Fifth Third Processing Solutions is joining the encryption and tokenization fray, offering broad new personal data protections in a marketplace that's getting long on solutions while remaining short on standards and interoperability.

"As we look at the breach threat landscape, we believe that the end-to-end encryption and tokenization mitigates that threat entirely," says Bob Bartlett, CIO of Fifth Third Processing, which has developed a product that uses Voltage Security's technology to provide a single platform for both end-to-end encryption and tokenization, a combination it's recommending for its clients.

Fifth Third Processing-one of the five largest merchant acquirers in the U.S. with more than $315.5 billion in card sales volume annually-hopes the product will help remove sensitive card data from a payments process that starts at authorization systems and continues through to back office applications, all while lightening the security management burden for merchants.

But even given the well-publicized security threats, Fifth Third Processing potentially faces a tough merchant market. Avivah Litan, a vp and distinguished analyst at Gartner, says there's more current interest among merchants for tokenization, and less of an appetite for various kinds of end-to-end encryption solutions because of the IT upgrades involved for merchants, plus the lack of standards for encryption. (The National Institute of Standards is working on standards for formatted encryption and the American National Standards Institute is considering best practices encryption guidelines for personal information, with possible guidance out in the fall.)

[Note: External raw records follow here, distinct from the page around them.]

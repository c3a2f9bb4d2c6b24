//! Provenance descriptors attached to run reports.

use serde::{Deserialize, Serialize};
use std::collections::BTreeMap;

/// Provenance information recorded alongside every survey run.
#[derive(Debug, Clone, PartialEq, Eq, Serialize, Deserialize, Default)]
pub struct RunProvenance {
    /// Canonical hash of the run parameters.
    pub params_hash: String,
    /// Label of the oracle that produced the invariants.
    pub oracle: String,
    /// RFC 3339 timestamp recording when the run started.
    pub created_at: String,
    /// Version map for all tools involved in the run.
    pub tool_versions: BTreeMap<String, String>,
}

impl RunProvenance {
    /// Creates a provenance record stamped with this crate's version.
    pub fn new(
        params_hash: impl Into<String>,
        oracle: impl Into<String>,
        created_at: impl Into<String>,
    ) -> Self {
        let mut tool_versions = BTreeMap::new();
        tool_versions.insert(
            "qf-core".to_string(),
            env!("CARGO_PKG_VERSION").to_string(),
        );
        Self {
            params_hash: params_hash.into(),
            oracle: oracle.into(),
            created_at: created_at.into(),
            tool_versions,
        }
    }

    /// Records the version of an additional tool.
    pub fn with_tool(mut self, name: impl Into<String>, version: impl Into<String>) -> Self {
        self.tool_versions.insert(name.into(), version.into());
        self
    }
}
pub mod candidates;
pub mod field;
pub mod run;
pub mod verify;

use std::path::PathBuf;

use clap::Args;
use qf_oracle::OracleSpec;

/// Oracle selection shared by the commands that compute invariants.
#[derive(Args, Debug, Clone, Default)]
pub struct OracleArgs {
    /// External program printing `dK,hK,fu,rK,mb` for the index given as its last argument.
    #[arg(long, value_name = "PROG")]
    pub oracle_cmd: Option<PathBuf>,
    /// Arguments passed to the oracle program before the index.
    #[arg(last = true, value_name = "ARGS")]
    pub oracle_args: Vec<String>,
}

impl OracleArgs {
    /// The oracle named on the command line, if any.
    pub fn spec(&self) -> Option<OracleSpec> {
        self.oracle_cmd.as_ref().map(|program| OracleSpec::Command {
            program: program.clone(),
            args: self.oracle_args.clone(),
        })
    }
}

Fifth Third Processing hopes to win over wary merchants by leveraging Voltage's own key management structure and format preserving encryption to reduce development responsibility for merchants while removing sensitive personal data as a transaction moves through processing.

Beyond the challenge of winning merchants, the firm also has lots of company. Its new development comes as Heartland Payment Systems begins selling its new Voltage-developed end-to-end encryption system, E3, following almost a year of tests. Other efforts include VeriFone Holding's VeriShield Protect, or format preserving technology that's installed into a payment terminal along with a decryption device that's installed at the host processor or merchant. And First Data and RSA have teamed to develop a system that uses RSA's SafeProxy tokenization technology to obtain credit card data form merchant systems and adds end-to-end encryption from the POS system to the processor while replacing the credit card data with RSA tokens.

Despite the activity of standards boards, most of these solutions can't work together. "The processors don't want there to be interoperability, there's no incentive. If there's interoperability, a merchant can move off my platform and onto your platform. And the big acquiring banks [which Forrester says are more inclined to adopt end-to-end encryption] will want their own platform that isn't interoperable with their competitors," says John Kindervag, a senior analyst at Forrester Research.

There's also the matter of business case. Brian Riley, a research director for bank cards at TowerGroup, says the average card payment fraud losses are about seven basis points yearly in the U.S.-a performance generally better than in other countries, and processors will have to prove a substantial improvement to justify the deployment. The new platforms "will have prove they're worth it. If you could get down to four basis points of losses, then converting to end-to-end might make a lot of sense."